If you drink the CHK "cool aid", prices will reverse in Q4 09 or 1Q 10. IMO, the only wild card in that is LNG, but I believe it is only a summer problem because Asia & Europe will soak up capacity in winter.. Asia under long term contracts with Indonesia and Europe to avoid Russia gas at $14/mcf and political blackmail from Putin.
Jack Blake will drink the kool aid if it'll get the price up to $10/mcf.
LONG LIVE THE HAYNESVILLE SHALE HOWLED JACK BLAKE!!!!!!!!!!!!!!!!!!!!!!!
LONG LIVE JACK BLAKE HOWLED THE HAYNESVILLE SHALE!
Jim:

We may not import from Qatar, but the US military does have a significant base of operations in Qatar. Our presence does help them directly in an economic sense, but considering our relatively forward positioning in a friendly corner of a somewhat unfriendly region, the US may not want to tweak them too badly.
WR, I finally carved out some time to read the document. Overall it is a good general information summary with a few minor flaws. Some descriptions & characterizations are not completely accurate but reasonably close. Just be aware that much has changed in the global LNG market since this report was written. Also, the capital cost and unit unit cost values shown for each LNG supply segment are significantly understated. For example the Sakhalin LNG project in Russia which will supply 9.6 million tonnes per year (~ 1.2 Bcfd) has a capital cost of $22 billion.
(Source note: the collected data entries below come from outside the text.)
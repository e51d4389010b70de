//! Per-module hook handles
//!
//! Feature modules own one [`ModuleHook`] per target they listen to. The
//! handle keeps the callback while the module is disabled and registers it
//! with the [`HookRegistry`] only while enabled.
//!
//! # Example
//!
//! ```ignore
//! let mut hook = ModuleHook::<HltvCameraSetMode>::new(registry.clone(), |args| {
//!     tracing::debug!("Camera mode -> {}", args.1);
//! });
//!
//! if hook.is_available() {
//!     hook.set_enabled(true)?;
//! }
//! ```

use std::sync::Arc;

use grouphook_sdk::Function;

use crate::hooks::{HookError, HookRegistry, HookTarget, ListenerFn, ListenerId};

/// Listener on `H` that unregisters itself when dropped
pub struct ModuleHook<H: HookTarget> {
    registry: Arc<HookRegistry>,
    callback: ListenerFn<H::Signature>,
    listener: Option<ListenerId>,
}

impl<H: HookTarget> ModuleHook<H> {
    /// Create a disabled handle
    pub fn new<C>(registry: Arc<HookRegistry>, callback: C) -> Self
    where
        C: Fn(&mut <H::Signature as Function>::Args) -> <H::Signature as Function>::Output
            + Send
            + Sync
            + 'static,
    {
        Self {
            registry,
            callback: Arc::new(callback),
            listener: None,
        }
    }

    /// Register or unregister the callback
    ///
    /// Enabling registers even when the target is not attached yet; the
    /// callback then runs once it is.
    pub fn set_enabled(&mut self, enabled: bool) -> Result<(), HookError> {
        match (enabled, self.listener) {
            (true, None) => {
                let id = self
                    .registry
                    .add_shared_listener::<H>(self.callback.clone())?;
                self.listener = Some(id);
            }
            (false, Some(id)) => {
                self.registry.remove_listener(H::ID, id);
                self.listener = None;
            }
            _ => {}
        }
        Ok(())
    }

    pub fn is_enabled(&self) -> bool {
        self.listener.is_some()
    }

    /// Whether the target is currently attached
    pub fn is_available(&self) -> bool {
        self.registry.is_available(H::ID)
    }

    /// Original entry point of the target
    pub fn original(&self) -> Result<H::Signature, HookError> {
        self.registry.original::<H>()
    }
}

impl<H: HookTarget> Drop for ModuleHook<H> {
    fn drop(&mut self) {
        if let Some(id) = self.listener.take() {
            self.registry.remove_listener(H::ID, id);
        }
    }
}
Some of the more important points are as follows:
- Spot LNG cargo trade is < 1% of the global gas consumption.
- Spot LNG trades must become a much larger portion of the overall LNG trade for Atlantic Basin LNG prices to converge between Europe and North America and that is a long way off.
- LNG trade must gain a larger share to effect global gas prices. As long as pipeline gas is dominant this will not happen.

Bottom line is the report concluded there will not be a convergence of gas prices between Europe & North America in the near future.
Thanks for summing this document up for us Les. And thank you and Jay for all that you contribute to the forum. I said that yesterday, but deleted my post. I just really am thankful though that Keith even started this website and that you're here. And Jay! And many others who have helped us understand the shale better.
Jay you are as good as it gets and I for one apreciatiate your input.
Yep, but you pros have an easy time dismissing the junk.